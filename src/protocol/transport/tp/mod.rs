//! SAE J1939-21 transport protocol: carries payloads of 9 to 1785 bytes as a
//! connection management frame (TP.CM) followed by numbered data frames (TP.DT).
//!
//! ```text
//! TP.CM  RTS/BAM/EOM : [type, len_lsb, len_msb, packets, 0xFF, pgn_lsb, pgn_mid, pgn_msb]
//!        CTS         : [17, count, next, 0xFF, 0xFF, pgn_lsb, pgn_mid, pgn_msb]
//!        Abort       : [255, reason, 0xFF, 0xFF, 0xFF, pgn_lsb, pgn_mid, pgn_msb]
//! TP.DT              : [sequence (1-based), 7 data bytes padded with 0xFF]
//! ```
//!
//! Destination-specific transfers use RTS/CTS flow control and end with an
//! EOM-ACK from the receiver; broadcast transfers are announced with BAM and
//! paced by the sender.
use crate::error::EncodingError;
use crate::protocol::transport::can_frame::CanFrame;
use crate::protocol::transport::can_id::ArbitrationId;
use crate::protocol::transport::pgn::{Pgn, PGN_TP_CONNECTION_MANAGEMENT, PGN_TP_DATA_TRANSFER};

pub mod segmenter;
pub mod session;

//==================================================================================CONSTANTS
/// Priority of every TP.CM and TP.DT frame.
pub const TP_PRIORITY: u8 = 7;
/// Payload bytes carried by one TP.DT frame.
pub const TP_SEGMENT_SIZE: usize = 7;
/// Sequence numbers are one byte wide and start at 1.
pub const TP_MAX_PACKETS: usize = 255;
/// Padding for unused bytes.
pub const TP_PADDING: u8 = 0xFF;
/// Default gap between two BAM data frames.
pub const BAM_INTERVAL_MS: u32 = 50;

const CM_REQUEST_TO_SEND: u8 = 16;
const CM_CLEAR_TO_SEND: u8 = 17;
const CM_END_OF_MESSAGE_ACK: u8 = 19;
const CM_BROADCAST_ANNOUNCE: u8 = 32;
const CM_ABORT: u8 = 255;

//==================================================================================ABORT_REASON
#[derive(Clone, Copy, Debug, PartialEq, Eq)]
#[cfg_attr(feature = "defmt", derive(defmt::Format))]
/// Connection abort reason (TP.CM Abort byte 1).
pub enum AbortReason {
    /// Already in one or more connection managed sessions.
    AlreadyInSession,
    /// System resources were needed for another task.
    ResourcesNeeded,
    /// A timeout occurred.
    Timeout,
    /// CTS received while a data transfer was in progress.
    CtsWhileTransferring,
    /// Maximum retransmit request limit reached.
    RetransmitLimit,
    /// Any other (reserved or manufacturer) value.
    Other(u8),
}

impl From<u8> for AbortReason {
    fn from(value: u8) -> Self {
        match value {
            1 => Self::AlreadyInSession,
            2 => Self::ResourcesNeeded,
            3 => Self::Timeout,
            4 => Self::CtsWhileTransferring,
            5 => Self::RetransmitLimit,
            other => Self::Other(other),
        }
    }
}

impl From<AbortReason> for u8 {
    fn from(reason: AbortReason) -> Self {
        match reason {
            AbortReason::AlreadyInSession => 1,
            AbortReason::ResourcesNeeded => 2,
            AbortReason::Timeout => 3,
            AbortReason::CtsWhileTransferring => 4,
            AbortReason::RetransmitLimit => 5,
            AbortReason::Other(other) => other,
        }
    }
}

//==================================================================================CONNECTION_MANAGEMENT
#[derive(Clone, Copy, Debug, PartialEq, Eq)]
#[cfg_attr(feature = "defmt", derive(defmt::Format))]
/// Decoded TP.CM frame. `pgn` is always the message PGN being transported.
pub enum ConnectionManagement {
    RequestToSend {
        total_size: u16,
        total_packets: u8,
        max_packets: u8,
        pgn: u32,
    },
    ClearToSend {
        packets: u8,
        next_packet: u8,
        pgn: u32,
    },
    EndOfMessageAck {
        total_size: u16,
        total_packets: u8,
        pgn: u32,
    },
    BroadcastAnnounce {
        total_size: u16,
        total_packets: u8,
        pgn: u32,
    },
    Abort {
        reason: AbortReason,
        pgn: u32,
    },
}

impl ConnectionManagement {
    /// Decode the eight bytes of a TP.CM frame.
    pub fn decode(data: &[u8]) -> Result<Self, EncodingError> {
        let data: &[u8; 8] = data
            .get(..8)
            .and_then(|bytes| bytes.try_into().ok())
            .ok_or(EncodingError::InvalidControlFrame)?;
        let size = u16::from_le_bytes([data[1], data[2]]);
        let pgn = u32::from_le_bytes([data[5], data[6], data[7], 0]);

        match data[0] {
            CM_REQUEST_TO_SEND => Ok(Self::RequestToSend {
                total_size: size,
                total_packets: data[3],
                max_packets: data[4],
                pgn,
            }),
            CM_CLEAR_TO_SEND => Ok(Self::ClearToSend {
                packets: data[1],
                next_packet: data[2],
                pgn,
            }),
            CM_END_OF_MESSAGE_ACK => Ok(Self::EndOfMessageAck {
                total_size: size,
                total_packets: data[3],
                pgn,
            }),
            CM_BROADCAST_ANNOUNCE => Ok(Self::BroadcastAnnounce {
                total_size: size,
                total_packets: data[3],
                pgn,
            }),
            CM_ABORT => Ok(Self::Abort {
                reason: AbortReason::from(data[1]),
                pgn,
            }),
            _ => Err(EncodingError::InvalidControlFrame),
        }
    }

    /// Encode to the eight bytes of a TP.CM frame.
    pub fn encode(&self) -> [u8; 8] {
        let mut data = [TP_PADDING; 8];
        let pgn = self.pgn().to_le_bytes();
        data[5..8].copy_from_slice(&pgn[..3]);

        match *self {
            Self::RequestToSend {
                total_size,
                total_packets,
                max_packets,
                ..
            } => {
                data[0] = CM_REQUEST_TO_SEND;
                data[1..3].copy_from_slice(&total_size.to_le_bytes());
                data[3] = total_packets;
                data[4] = max_packets;
            }
            Self::ClearToSend {
                packets,
                next_packet,
                ..
            } => {
                data[0] = CM_CLEAR_TO_SEND;
                data[1] = packets;
                data[2] = next_packet;
            }
            Self::EndOfMessageAck {
                total_size,
                total_packets,
                ..
            } => {
                data[0] = CM_END_OF_MESSAGE_ACK;
                data[1..3].copy_from_slice(&total_size.to_le_bytes());
                data[3] = total_packets;
            }
            Self::BroadcastAnnounce {
                total_size,
                total_packets,
                ..
            } => {
                data[0] = CM_BROADCAST_ANNOUNCE;
                data[1..3].copy_from_slice(&total_size.to_le_bytes());
                data[3] = total_packets;
            }
            Self::Abort { reason, .. } => {
                data[0] = CM_ABORT;
                data[1] = reason.into();
            }
        }
        data
    }

    /// Message PGN carried in bytes 5..8.
    pub fn pgn(&self) -> u32 {
        match *self {
            Self::RequestToSend { pgn, .. }
            | Self::ClearToSend { pgn, .. }
            | Self::EndOfMessageAck { pgn, .. }
            | Self::BroadcastAnnounce { pgn, .. }
            | Self::Abort { pgn, .. } => pgn,
        }
    }

    /// TP.CM frame from `source` to `destination` (0xFF for BAM).
    pub fn to_frame(&self, source: u8, destination: u8) -> CanFrame {
        CanFrame::from_id_bytes(
            &tp_id(PGN_TP_CONNECTION_MANAGEMENT, source, destination),
            self.encode(),
        )
    }
}

//==================================================================================HELPERS
/// Identifier of a TP.CM or TP.DT frame.
pub(crate) fn tp_id(pgn: u32, source: u8, destination: u8) -> ArbitrationId {
    ArbitrationId::from_parts(TP_PRIORITY, Pgn::from_value(pgn), source, destination)
}

/// TP.DT frame carrying `segment` (at most seven bytes) as packet `sequence`.
pub(crate) fn data_transfer_frame(
    source: u8,
    destination: u8,
    sequence: u8,
    segment: &[u8],
) -> CanFrame {
    let mut data = [TP_PADDING; 8];
    data[0] = sequence;
    let len = segment.len().min(TP_SEGMENT_SIZE);
    data[1..1 + len].copy_from_slice(&segment[..len]);
    CanFrame::from_id_bytes(&tp_id(PGN_TP_DATA_TRANSFER, source, destination), data)
}

/// Number of TP.DT packets for `len` payload bytes.
pub const fn packet_count(len: usize) -> usize {
    len.div_ceil(TP_SEGMENT_SIZE)
}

__YOUR OBJECTIVE__. Take exactly the lines from the one containing "was in progress." through the one containing "pub enum ConnectionManagement" in the data above, and output them with nothing added.

__REPLY TO THE EXERCISE__.
    /// CTS received while a data transfer was in progress.
    CtsWhileTransferring,
    /// Maximum retransmit request limit reached.
    RetransmitLimit,
    /// Any other (reserved or manufacturer) value.
    Other(u8),
}

impl From<u8> for AbortReason {
    fn from(value: u8) -> Self {
        match value {
            1 => Self::AlreadyInSession,
            2 => Self::ResourcesNeeded,
            3 => Self::Timeout,
            4 => Self::CtsWhileTransferring,
            5 => Self::RetransmitLimit,
            other => Self::Other(other),
        }
    }
}

impl From<AbortReason> for u8 {
    fn from(reason: AbortReason) -> Self {
        match reason {
            AbortReason::AlreadyInSession => 1,
            AbortReason::ResourcesNeeded => 2,
            AbortReason::Timeout => 3,
            AbortReason::CtsWhileTransferring => 4,
            AbortReason::RetransmitLimit => 5,
            AbortReason::Other(other) => other,
        }
    }
}

//==================================================================================CONNECTION_MANAGEMENT
#[derive(Clone, Copy, Debug, PartialEq, Eq)]
#[cfg_attr(feature = "defmt", derive(defmt::Format))]
/// Decoded TP.CM frame. `pgn` is always the message PGN being transported.
pub enum ConnectionManagement {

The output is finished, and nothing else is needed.